[Stored data]
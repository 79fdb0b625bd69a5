//! Integration tests for collection-sync

mod cli;
mod orchestrator;
mod reconcile_scenarios;
mod support;
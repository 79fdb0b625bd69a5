//! Tooling
//!
//! Command-line entry points over the sync pipeline and the offline
//! reconciliation commands.

pub mod cli;

pub use cli::{Cli, CliContext, Commands};
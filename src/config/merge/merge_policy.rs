//! Built-in defaults, the lowest-precedence layer.

use crate::config::{DEFAULT_COLLECTION_NAME, DEFAULT_SOURCE_GLOB, DEFAULT_STORE_BASE_URL};
use config::builder::DefaultState;
use config::{Config, ConfigBuilder, ConfigError};

/// Builder seeded with defaults; later sources override key by key.
pub fn builder_with_defaults() -> Result<ConfigBuilder<DefaultState>, ConfigError> {
    Config::builder()
        .set_default("prune", true)?
        .set_default("collection_name", DEFAULT_COLLECTION_NAME)?
        .set_default("source_glob", DEFAULT_SOURCE_GLOB)?
        .set_default("store.base_url", DEFAULT_STORE_BASE_URL)
}
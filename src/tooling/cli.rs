//! CLI Tooling
//!
//! Command-line interface for collection sync. Every command is workspace
//! scoped; `execute` returns the text to print and leaves printing and exit
//! codes to the binary.

use crate::collection::model::CollectionTree;
use crate::config::{ConfigLoader, SyncConfig, SyncOptions};
use crate::error::SyncError;
use crate::logging::LoggingConfig;
use crate::reconcile::DiffReport;
use crate::source::{build_incoming, OpenApiConverter};
use crate::store::HttpDocumentStore;
use crate::sync::{reconcile, SyncMode, SyncOrchestrator, SyncReport};
use clap::{Parser, Subcommand};
use comfy_table::Table;
use serde_json::Value;
use std::fs;
use std::path::{Path, PathBuf};
use tracing::info;

/// Reconcile generated API collections with persisted ones
#[derive(Parser)]
#[command(name = "collection-sync")]
#[command(about = "Regenerate API collections from specifications without losing hand-written metadata")]
pub struct Cli {
    #[command(subcommand)]
    pub command: Commands,

    /// Workspace root directory
    #[arg(long, default_value = ".")]
    pub workspace: PathBuf,

    /// Configuration file path (replaces the global and workspace config files)
    #[arg(long)]
    pub config: Option<PathBuf>,

    /// Shorthand for --log-level debug
    #[arg(long, default_value = "false")]
    pub verbose: bool,

    /// Log level (trace, debug, info, warn, error, off)
    #[arg(long)]
    pub log_level: Option<String>,

    /// Log format (json, text)
    #[arg(long)]
    pub log_format: Option<String>,

    /// Log output (stdout, stderr, file, file+stderr, both)
    #[arg(long)]
    pub log_output: Option<String>,

    /// Log file path (if output includes "file")
    #[arg(long)]
    pub log_file: Option<PathBuf>,
}

impl Cli {
    /// Apply logging flags on top of the configured logging section.
    pub fn logging_config(&self, base: &LoggingConfig) -> LoggingConfig {
        let mut config = base.clone();
        if self.verbose {
            config.level = "debug".to_string();
        }
        if let Some(level) = &self.log_level {
            config.level = level.clone();
        }
        if let Some(format) = &self.log_format {
            config.format = format.clone();
        }
        if let Some(output) = &self.log_output {
            config.output = output.clone();
        }
        if let Some(file) = &self.log_file {
            config.file = Some(file.clone());
        }
        config
    }
}

#[derive(Subcommand)]
pub enum Commands {
    /// Regenerate from workspace sources and write to the document store
    Sync {
        /// Replace the persisted collection (default from config)
        #[arg(long, conflicts_with = "no_prune")]
        prune: bool,
        /// Merge into the persisted collection, removing nothing
        #[arg(long)]
        no_prune: bool,
        /// Fetch and reconcile but do not write
        #[arg(long)]
        dry_run: bool,
        /// Also write the payload to this file
        #[arg(long)]
        output: Option<PathBuf>,
        /// Source glob relative to the workspace root
        #[arg(long)]
        pattern: Option<String>,
        /// Name used when the collection has to be created
        #[arg(long)]
        collection_name: Option<String>,
        /// Id of the persisted collection
        #[arg(long)]
        collection_uid: Option<String>,
        /// Output format (text or json)
        #[arg(long, default_value = "text")]
        format: String,
    },
    /// Convert workspace sources into a collection without touching the store
    Build {
        /// Write the collection here instead of printing it
        #[arg(long)]
        output: Option<PathBuf>,
        /// Source glob relative to the workspace root
        #[arg(long)]
        pattern: Option<String>,
    },
    /// List what the incoming collection no longer contains
    Diff {
        #[arg(long)]
        existing: PathBuf,
        #[arg(long)]
        incoming: PathBuf,
        /// Output format (text or json)
        #[arg(long, default_value = "text")]
        format: String,
    },
    /// Reconcile two local collection files
    Merge {
        #[arg(long)]
        existing: PathBuf,
        #[arg(long)]
        incoming: PathBuf,
        /// replace (preserve metadata onto incoming) or merge (also keep everything existing)
        #[arg(long, default_value = "replace")]
        strategy: String,
        /// Write the payload here instead of printing it
        #[arg(long)]
        output: Option<PathBuf>,
    },
}

/// CLI context for command execution
pub struct CliContext {
    workspace_root: PathBuf,
    config: SyncConfig,
}

impl CliContext {
    /// Create a new CLI context
    pub fn new(workspace_root: PathBuf, config_path: Option<PathBuf>) -> Result<Self, SyncError> {
        let config = match &config_path {
            Some(path) => ConfigLoader::load_from_file(path)?,
            None => ConfigLoader::load(&workspace_root)?,
        };
        Ok(Self::with_config(workspace_root, config))
    }

    pub fn with_config(workspace_root: PathBuf, config: SyncConfig) -> Self {
        CliContext {
            workspace_root,
            config,
        }
    }

    pub fn config(&self) -> &SyncConfig {
        &self.config
    }

    /// Execute a CLI command
    pub async fn execute(&self, command: &Commands) -> Result<String, SyncError> {
        match command {
            Commands::Sync {
                prune,
                no_prune,
                dry_run,
                output,
                pattern,
                collection_name,
                collection_uid,
                format,
            } => {
                let mut config = self.config.clone();
                if *prune {
                    config.prune = true;
                }
                if *no_prune {
                    config.prune = false;
                }
                if let Some(pattern) = pattern {
                    config.source_glob = pattern.clone();
                }
                if let Some(name) = collection_name {
                    config.collection_name = name.clone();
                }
                if let Some(uid) = collection_uid {
                    config.store.collection_uid = Some(uid.clone());
                }
                check_format(format)?;

                let (api_key, uid) = config.store_credentials()?;
                let store =
                    HttpDocumentStore::new(&config.store.base_url, api_key, &config.collection_name)?;
                let converter = OpenApiConverter::new();
                let orchestrator = SyncOrchestrator::new(
                    config.options(),
                    self.workspace_root.clone(),
                    &converter,
                    &store,
                );
                let report = orchestrator.run(uid, *dry_run).await?;

                if let Some(path) = output {
                    write_collection(path, &report.payload)?;
                }
                if format == "json" {
                    Ok(serde_json::to_string_pretty(&report)?)
                } else {
                    Ok(format_sync_report(&report))
                }
            }
            Commands::Build { output, pattern } => {
                let options = self.options_with_pattern(pattern.as_deref());
                let converter = OpenApiConverter::new();
                let tree = build_incoming(
                    &self.workspace_root,
                    &options.source_glob,
                    &options.collection_name,
                    &converter,
                )
                .await?;
                match output {
                    Some(path) => {
                        write_collection(path, &tree)?;
                        Ok(format!(
                            "Wrote {} service folder(s) to {}",
                            tree.item.len(),
                            path.display()
                        ))
                    }
                    None => Ok(serde_json::to_string_pretty(&tree)?),
                }
            }
            Commands::Diff {
                existing,
                incoming,
                format,
            } => {
                check_format(format)?;
                let existing = self.read_collection(existing)?;
                let incoming = self.read_collection(incoming)?;
                let report = crate::reconcile::diff(&existing, &incoming);
                if format == "json" {
                    Ok(serde_json::to_string_pretty(&report)?)
                } else {
                    Ok(format_diff_report(&report))
                }
            }
            Commands::Merge {
                existing,
                incoming,
                strategy,
                output,
            } => {
                let mode = parse_strategy(strategy)?;
                let existing = self.read_collection(existing)?;
                let incoming = self.read_collection(incoming)?;
                let result = reconcile(existing, &incoming, mode);
                info!(
                    matched_requests = result.preserved.matched_requests,
                    matched_folders = result.preserved.matched_folders,
                    "Metadata preserved"
                );
                match output {
                    Some(path) => {
                        write_collection(path, &result.payload)?;
                        Ok(format!(
                            "Wrote {} collection to {} ({} request(s) and {} folder(s) kept their metadata)",
                            strategy,
                            path.display(),
                            result.preserved.matched_requests,
                            result.preserved.matched_folders
                        ))
                    }
                    None => Ok(serde_json::to_string_pretty(&result.payload)?),
                }
            }
        }
    }

    fn options_with_pattern(&self, pattern: Option<&str>) -> SyncOptions {
        let mut options = self.config.options();
        if let Some(pattern) = pattern {
            options.source_glob = pattern.to_string();
        }
        options
    }

    /// Relative paths resolve against the workspace root.
    fn resolve(&self, path: &Path) -> PathBuf {
        if path.is_absolute() {
            path.to_path_buf()
        } else {
            self.workspace_root.join(path)
        }
    }

    fn read_collection(&self, path: &Path) -> Result<CollectionTree, SyncError> {
        let path = self.resolve(path);
        let text = fs::read_to_string(&path).map_err(|source| SyncError::SourceRead {
            path: path.clone(),
            source,
        })?;
        let document: Value = serde_json::from_str(&text)?;
        Ok(CollectionTree::from_document(
            document,
            &self.config.collection_name,
        )?)
    }
}

fn check_format(format: &str) -> Result<(), SyncError> {
    match format {
        "text" | "json" => Ok(()),
        other => Err(SyncError::ConfigError(format!(
            "Invalid format: {} (must be 'text' or 'json')",
            other
        ))),
    }
}

fn parse_strategy(strategy: &str) -> Result<SyncMode, SyncError> {
    match strategy {
        "replace" => Ok(SyncMode::Replace),
        "merge" => Ok(SyncMode::Merge),
        other => Err(SyncError::ConfigError(format!(
            "Invalid strategy: {} (must be 'replace' or 'merge')",
            other
        ))),
    }
}

fn write_collection(path: &Path, tree: &CollectionTree) -> Result<(), SyncError> {
    if let Some(parent) = path.parent().filter(|p| !p.as_os_str().is_empty()) {
        fs::create_dir_all(parent)?;
    }
    fs::write(path, serde_json::to_string_pretty(tree)?)?;
    Ok(())
}

fn format_diff_report(report: &DiffReport) -> String {
    if report.is_empty() {
        return "No removals detected".to_string();
    }
    let mut table = Table::new();
    table.load_preset(comfy_table::presets::UTF8_FULL);
    table.set_header(vec!["Kind", "Key"]);
    for key in &report.removed_folders {
        table.add_row(vec!["folder", key.as_str()]);
    }
    for key in &report.removed_requests {
        table.add_row(vec!["request", key.as_str()]);
    }
    table.to_string()
}

fn format_sync_report(report: &SyncReport) -> String {
    let mut table = Table::new();
    table.load_preset(comfy_table::presets::UTF8_FULL);
    table.set_header(vec!["Field", "Value"]);
    table.add_row(vec!["Collection".to_string(), report.collection_uid.clone()]);
    table.add_row(vec!["Mode".to_string(), format!("{:?}", report.mode)]);
    table.add_row(vec!["Outcome".to_string(), format!("{:?}", report.outcome)]);
    table.add_row(vec!["Services".to_string(), report.services.to_string()]);
    table.add_row(vec![
        "Preserved".to_string(),
        format!(
            "{} request(s), {} folder(s)",
            report.preserved.matched_requests, report.preserved.matched_folders
        ),
    ]);
    if let Some(merged) = &report.merged {
        table.add_row(vec![
            "Added".to_string(),
            format!(
                "{} request(s), {} folder(s)",
                merged.added_requests, merged.added_folders
            ),
        ]);
    }
    table.add_row(vec![
        "Removed".to_string(),
        format!(
            "{} request(s), {} folder(s)",
            report.diff.removed_requests.len(),
            report.diff.removed_folders.len()
        ),
    ]);
    table.add_row(vec!["Duration".to_string(), format!("{} ms", report.duration_ms)]);
    table.to_string()
}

• What you need to do: Among the records above, find the lines where the word "SyncOrchestrator" appears and copy them.

• Task result:
use crate::sync::{reconcile, SyncMode, SyncOrchestrator, SyncReport};
                let orchestrator = SyncOrchestrator::new(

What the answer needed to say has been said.